Рядом была мать клана — и больше Йорна ничего не волновало.
— Я знала, что ты храбрый парень. Знала, что ты согласишься.
Йорн, как в тумане, кивнул. Он не особо понимал, о чем говорит мать клана, но с ней он согласился бы на что угодно.
— В эту ночь наш мир раскалывается. Дает трещину, — прошептала она совсем близко. Йорн чувствовал ее дыхание, чувствовал тепло ее тела, и голову его кружило. — Сквозь нее к нам приходит тьма.
Йорн ощутил ее руку у себя на предплечье — она сжала пальцы так крепко, что ему почти стало больно. Но он видел ее глаза, ее губы — такие близкие, такие манящие — и ему было все равно.
— Каждый год Раскол нужно склеивать. Однажды об этом забыли, и тьма поглотила этот мир. От тьмы погибли города...
Йорн сжал от боли зубы и опустил глаза. В его предплечье впивались не пальцы, а птичьи когти.
— ...потому что по тьме родились твари.
Йорн вскинул голову. За спиной у матери клана взметнулись исполинские черные крылья.
— Но им не хочется делиться с новыми: добычи на всех не хватит. Раскол нужно скреплять.
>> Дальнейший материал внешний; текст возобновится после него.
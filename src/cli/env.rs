use clap::Parser;
use std::path::PathBuf;

use super::commands::Commands;

#[derive(Parser)]
#[command(author, version, about, long_about = None)]
#[command(propagate_version = true)]
pub struct CliArgs {
    /// Configuration file path
    #[arg(short, long, value_name = "FILE")]
    pub config: Option<PathBuf>,

    /// Log level
    #[arg(short, long, default_value = "warn")]
    pub log_level: String,

    /// Enable debug mode
    #[arg(short, long)]
    pub debug: bool,

    /// Output format
    #[arg(short, long, default_value = "human")]
    pub output: crate::cli::output::OutputFormat,

    #[command(subcommand)]
    pub command: Commands,
}
//! Hook rounds for command lifecycle events.
//!
//! A round invokes every registered hook without waiting on the others and
//! reports one [`HookOutcome`] per hook, in registration order. Failures are
//! captured as data so a single misbehaving hook never aborts the round.

pub mod errors;
pub mod hook;
pub mod outcome;
pub mod runner;

pub use errors::HookError;
pub use hook::{Hook, HookArgs, HookFuture, HookList};
pub use outcome::HookOutcome;
pub use runner::run_hooks;
use std::fmt;
use std::sync::atomic::{AtomicUsize, Ordering};
use std::sync::Arc;

use dashmap::DashMap;
use parking_lot::Mutex;
use shim_core_types::SessionId;
use shim_hooks::HookList;
use shim_retry::{RetryPolicy, RetryScope, SharedRetryPolicy};

use crate::events::{AfterCommandEvent, AfterCommandHook, BeforeCommandHook, CommandEvent};

/// Hook lists of a scope. Empty lists mean no round runs.
#[derive(Clone, Debug, Default)]
pub struct ScopeOptions {
    pub before_command: HookList<CommandEvent>,
    pub after_command: HookList<AfterCommandEvent>,
}

/// Invocation context shared by every wrapped command of one session.
///
/// Tracks how many lifecycle hook rounds are in flight (commands started
/// while one is open skip their own hooks), the running retry total, and
/// the retry policies attached to individual commands.
pub struct ExecutionScope {
    session: SessionId,
    options: ScopeOptions,
    hook_depth: AtomicUsize,
    retries: Mutex<Option<u32>>,
    retry_policies: DashMap<String, SharedRetryPolicy>,
}

impl ExecutionScope {
    pub fn new(options: ScopeOptions) -> Arc<Self> {
        Self::builder().options(options).build()
    }

    pub fn builder() -> ScopeBuilder {
        ScopeBuilder::default()
    }

    pub fn session(&self) -> &SessionId {
        &self.session
    }

    pub fn options(&self) -> &ScopeOptions {
        &self.options
    }

    /// Number of hook rounds currently open on this scope.
    pub fn hook_depth(&self) -> usize {
        self.hook_depth.load(Ordering::SeqCst)
    }

    /// Retries performed through this scope so far; `None` until the first one.
    pub fn retries(&self) -> Option<u32> {
        *self.retries.lock()
    }

    /// Attach a retry policy to `command`, replacing any previous one.
    ///
    /// The returned handle reflects the attempts consumed by the most
    /// recently settled invocation of that command.
    pub fn attach_retry_policy(
        &self,
        command: impl Into<String>,
        policy: RetryPolicy,
    ) -> SharedRetryPolicy {
        let shared = Arc::new(Mutex::new(policy));
        self.retry_policies
            .insert(command.into(), Arc::clone(&shared));
        shared
    }

    pub fn detach_retry_policy(&self, command: &str) -> Option<SharedRetryPolicy> {
        self.retry_policies.remove(command).map(|(_, policy)| policy)
    }

    pub fn retry_policy(&self, command: &str) -> Option<SharedRetryPolicy> {
        self.retry_policies
            .get(command)
            .map(|entry| Arc::clone(entry.value()))
    }

    pub(crate) fn enter_hook_window(&self) -> HookWindow<'_> {
        self.hook_depth.fetch_add(1, Ordering::SeqCst);
        HookWindow {
            depth: &self.hook_depth,
        }
    }
}

impl RetryScope for ExecutionScope {
    fn record_retry(&self) -> u32 {
        let mut retries = self.retries.lock();
        let total = retries.unwrap_or(0) + 1;
        *retries = Some(total);
        total
    }
}

impl fmt::Debug for ExecutionScope {
    fn fmt(&self, f: &mut fmt::Formatter<'_>) -> fmt::Result {
        f.debug_struct("ExecutionScope")
            .field("session", &self.session)
            .field("hook_depth", &self.hook_depth())
            .field("retries", &self.retries())
            .field("before_command", &self.options.before_command.len())
            .field("after_command", &self.options.after_command.len())
            .finish()
    }
}

/// Open hook round. Dropping it closes the round on every exit path,
/// including unwinding and cancellation.
pub(crate) struct HookWindow<'a> {
    depth: &'a AtomicUsize,
}

impl Drop for HookWindow<'_> {
    fn drop(&mut self) {
        self.depth.fetch_sub(1, Ordering::SeqCst);
    }
}

#[derive(Default)]
pub struct ScopeBuilder {
    session: Option<SessionId>,
    options: ScopeOptions,
    retry_policies: Vec<(String, RetryPolicy)>,
}

impl ScopeBuilder {
    pub fn session(mut self, session: SessionId) -> Self {
        self.session = Some(session);
        self
    }

    pub fn options(mut self, options: ScopeOptions) -> Self {
        self.options = options;
        self
    }

    pub fn before_command(mut self, hook: BeforeCommandHook) -> Self {
        self.options.before_command.push(hook);
        self
    }

    pub fn after_command(mut self, hook: AfterCommandHook) -> Self {
        self.options.after_command.push(hook);
        self
    }

    pub fn retry(mut self, command: impl Into<String>, policy: RetryPolicy) -> Self {
        self.retry_policies.push((command.into(), policy));
        self
    }

    pub fn build(self) -> Arc<ExecutionScope> {
        let scope = ExecutionScope {
            session: self.session.unwrap_or_default(),
            options: self.options,
            hook_depth: AtomicUsize::new(0),
            retries: Mutex::new(None),
            retry_policies: DashMap::new(),
        };
        for (command, policy) in self.retry_policies {
            scope.attach_retry_policy(command, policy);
        }
        Arc::new(scope)
    }
}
Вот зачем я тебя выбрала.
Он выдохнул. Глаза у матери клана горели желтым. Не человеческие — глаза твари.
— Невинная добровольная жертва, — шепнула она совсем рядом.
Вспыхнули вокруг нитки огней. Зазвучала чистая музыка, поскакали меж руин отголоски смеха. Поплыли в мороке яркие бусы, обрывки одежд и плоти. Замелькали нечеловеческие лица — Йорн готов был поклясться, что узнал среди них отцовское.
А потом он понял, что так и не сошел с пепелища, но было уже поздно.
Вокруг уже взметнулись языки пламени.